00:18Friends of the Earth and Greenpeace UK are both very concerned at the record-length jail
00:23sentences that people involved in peaceful protest have received, up to five years in
00:29fact, and we believe that excessive jail sentences like this are a threat to democracy, that
00:36they breach human rights legislation and therefore we have intervened to try to support these
00:42sentencing appeals.
00:43Well, I'm here to show solidarity with the 16 climate protesters that I believe have
00:47been given unduly dracolian sentences. I believe that we should retain a right to peaceful
00:55protest in this country. We have a long history of that, achieving some of the freedoms that
00:59we have today, going back to the suffragettes, looking at the repressive homosexual laws,
01:04dealing with racism. People have had to stand up for their beliefs and that's a tradition
01:09that we need to retain. I think that the Police, Crime, Sentencing and Courts Bill has become
01:15unduly strong and it's repressing that right to protest and what we've seen here is a group
01:21of people who weren't even allowed to tell the jury why they took the action they did.

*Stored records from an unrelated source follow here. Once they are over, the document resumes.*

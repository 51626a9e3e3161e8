//! Feature schema definitions
//!
//! The schema lists every column of a dataset version with its original
//! column index, its type and how missing values are treated. The original
//! index is assigned at ingestion and never changes; everything downstream
//! (index mapping, encodings, alignment) is keyed by it.

use crate::{Error, Result};
use ahash::AHashSet;
use serde::{Deserialize, Serialize};

/// Ordered list of the columns a dataset (and a model trained on it) knows about.
#[derive(Debug, Clone, Serialize, Deserialize, PartialEq)]
pub struct FeatureSchema {
    /// Schema version for future compatibility
    #[serde(default = "default_version")]
    pub version: u32,

    /// Features in declaration order
    pub features: Vec<Feature>,
}

fn default_version() -> u32 {
    1
}

impl FeatureSchema {
    /// Create a new schema with the given features
    pub fn new(features: Vec<Feature>) -> Self {
        Self {
            version: 1,
            features,
        }
    }

    /// Check that the schema is non-empty and that names and original indices are unique
    pub fn validate(&self) -> Result<()> {
        if self.features.is_empty() {
            return Err(Error::config("feature schema cannot be empty"));
        }

        let mut names = AHashSet::with_capacity(self.features.len());
        let mut indices = AHashSet::with_capacity(self.features.len());
        for feature in &self.features {
            if feature.name.trim().is_empty() {
                return Err(Error::config(format!(
                    "feature at index {} has an empty name",
                    feature.index
                )));
            }
            if !names.insert(feature.name.as_str()) {
                return Err(Error::config(format!(
                    "duplicate feature name '{}'",
                    feature.name
                )));
            }
            if !indices.insert(feature.index) {
                return Err(Error::config(format!(
                    "duplicate original index {} (feature '{}')",
                    feature.index, feature.name
                )));
            }
        }
        Ok(())
    }

    /// Number of columns in a raw row of this dataset
    pub fn width(&self) -> usize {
        self.features
            .iter()
            .map(|f| f.index + 1)
            .max()
            .unwrap_or(0)
    }

    pub fn len(&self) -> usize {
        self.features.len()
    }

    pub fn is_empty(&self) -> bool {
        self.features.is_empty()
    }

    /// Get a feature by name
    pub fn get(&self, name: &str) -> Option<&Feature> {
        self.features.iter().find(|f| f.name == name)
    }

    /// Get a feature by its original column index
    pub fn by_index(&self, index: usize) -> Option<&Feature> {
        self.features.iter().find(|f| f.index == index)
    }

    /// Features sorted by original column index
    pub fn in_original_order(&self) -> Vec<&Feature> {
        let mut features: Vec<_> = self.features.iter().collect();
        features.sort_by_key(|f| f.index);
        features
    }
}

/// A single column of the dataset
#[derive(Debug, Clone, Serialize, Deserialize, PartialEq)]
pub struct Feature {
    pub name: String,

    /// Original column index, assigned at ingestion
    pub index: usize,

    #[serde(rename = "type", default)]
    pub feature_type: FeatureType,

    #[serde(default)]
    pub impute_option: ImputeOption,

    /// Whether the column takes part in training
    #[serde(default = "default_include")]
    pub include: bool,
}

fn default_include() -> bool {
    true
}

impl Feature {
    /// Create a numerical feature that is included and mean-imputed
    pub fn numerical(name: impl Into<String>, index: usize) -> Self {
        Self {
            name: name.into(),
            index,
            feature_type: FeatureType::Numerical,
            impute_option: ImputeOption::ReplaceWithMean,
            include: true,
        }
    }

    /// Create a categorical feature that is included and mean-imputed on its codes
    pub fn categorical(name: impl Into<String>, index: usize) -> Self {
        Self {
            name: name.into(),
            index,
            feature_type: FeatureType::Categorical,
            impute_option: ImputeOption::ReplaceWithMean,
            include: true,
        }
    }

    pub fn with_impute(mut self, option: ImputeOption) -> Self {
        self.impute_option = option;
        self
    }

    /// Mark the feature as discarded
    pub fn excluded(mut self) -> Self {
        self.include = false;
        self
    }

    pub fn is_categorical(&self) -> bool {
        self.feature_type == FeatureType::Categorical
    }
}

/// Feature type enumeration
#[derive(Debug, Clone, Copy, Serialize, Deserialize, PartialEq, Eq, Default)]
#[serde(rename_all = "lowercase")]
pub enum FeatureType {
    /// Parsed as a floating point number
    #[default]
    Numerical,
    /// Encoded to an integer code learned at training time
    Categorical,
}

/// How a missing value in a column is treated during training
#[derive(Debug, Clone, Copy, Serialize, Deserialize, PartialEq, Eq, Default)]
#[serde(rename_all = "snake_case")]
pub enum ImputeOption {
    /// Drop the whole row
    Discard,
    /// Replace with the column mean computed over the training data
    #[default]
    ReplaceWithMean,
    /// Keep the value as missing
    LeaveAsIs,
}

/// Tokens treated as a missing value
pub fn is_missing(value: &str) -> bool {
    let value = value.trim();
    value.is_empty()
        || value.eq_ignore_ascii_case("na")
        || value.eq_ignore_ascii_case("null")
        || value == "?"
}

#[cfg(test)]
mod tests {
    use super::*;

    fn sample_schema() -> FeatureSchema {
        FeatureSchema::new(vec![
            Feature::numerical("age", 0),
            Feature::numerical("income", 1),
            Feature::categorical("zipcode", 2).excluded(),
            Feature::categorical("label", 3),
        ])
    }

    #[test]
    fn test_schema_creation() {
        let schema = sample_schema();
        assert_eq!(schema.version, 1);
        assert_eq!(schema.len(), 4);
        assert_eq!(schema.width(), 4);
        assert!(schema.validate().is_ok());
    }

    #[test]
    fn test_empty_schema_error() {
        let schema = FeatureSchema::new(Vec::new());
        assert!(matches!(schema.validate(), Err(Error::Configuration(_))));
    }

    #[test]
    fn test_duplicate_index_rejected() {
        let schema = FeatureSchema::new(vec![
            Feature::numerical("a", 0),
            Feature::numerical("b", 0),
        ]);
        assert!(matches!(schema.validate(), Err(Error::Configuration(_))));
    }

    #[test]
    fn test_duplicate_name_rejected() {
        let schema = FeatureSchema::new(vec![
            Feature::numerical("a", 0),
            Feature::numerical("a", 1),
        ]);
        assert!(schema.validate().is_err());
    }

    #[test]
    fn test_original_order() {
        let schema = FeatureSchema::new(vec![
            Feature::numerical("c", 2),
            Feature::numerical("a", 0),
            Feature::numerical("b", 1),
        ]);
        let names: Vec<_> = schema.in_original_order().iter().map(|f| f.name.as_str()).collect();
        assert_eq!(names, vec!["a", "b", "c"]);
    }

    #[test]
    fn test_missing_tokens() {
        assert!(is_missing(""));
        assert!(is_missing(" NA "));
        assert!(is_missing("?"));
        assert!(is_missing("null"));
        assert!(!is_missing("0"));
    }

    #[test]
    fn test_serde_roundtrip() {
        let schema = sample_schema();
        let json = serde_json::to_string(&schema).unwrap();
        let parsed: FeatureSchema = serde_json::from_str(&json).unwrap();
        assert_eq!(schema, parsed);
    }

    #[test]
    fn test_serde_defaults() {
        let parsed: FeatureSchema = serde_json::from_str(
            r#"{"features": [{"name": "x", "index": 0}]}"#,
        )
        .unwrap();
        let feature = &parsed.features[0];
        assert_eq!(feature.feature_type, FeatureType::Numerical);
        assert_eq!(feature.impute_option, ImputeOption::ReplaceWithMean);
        assert!(feature.include);
    }
}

01:27There's no justice in that and the fact that they were given sentences far longer than
01:31those that are handed out to violent offenders and sex offenders says something about the
01:36repression that we're suffering.
01:39Environmental campaign groups Friends of the Earth and Greenpeace UK have backed the appeal
01:46currently taking place. Five of those involved in the appeals were jailed in July last year
01:53for disrupting traffic after climbing onto gantries over the M25 during a five day period
01:59in November of 2022. They were convicted of conspiracy to intentionally cause a public
02:07nuisance, a law which was introduced in 2022 which outlaws direct action that causes serious
02:14harm to a section of the public. During their trial the prosecution argued the protest had
02:21led to 50,000 hours of vehicle delays, an economic impact of at least £765,000 and
02:28a cost to the Metropolitan Police of more than £1.1 million.
02:33So these people have been exercising rights under the European Convention of Human Rights
02:38and rights under our own common law to protest peacefully and in this country there is a
02:44very long and proud tradition of civil disobedience on conscientious grounds and the courts in
02:51this country have traditionally taken a lenient approach to sentencing.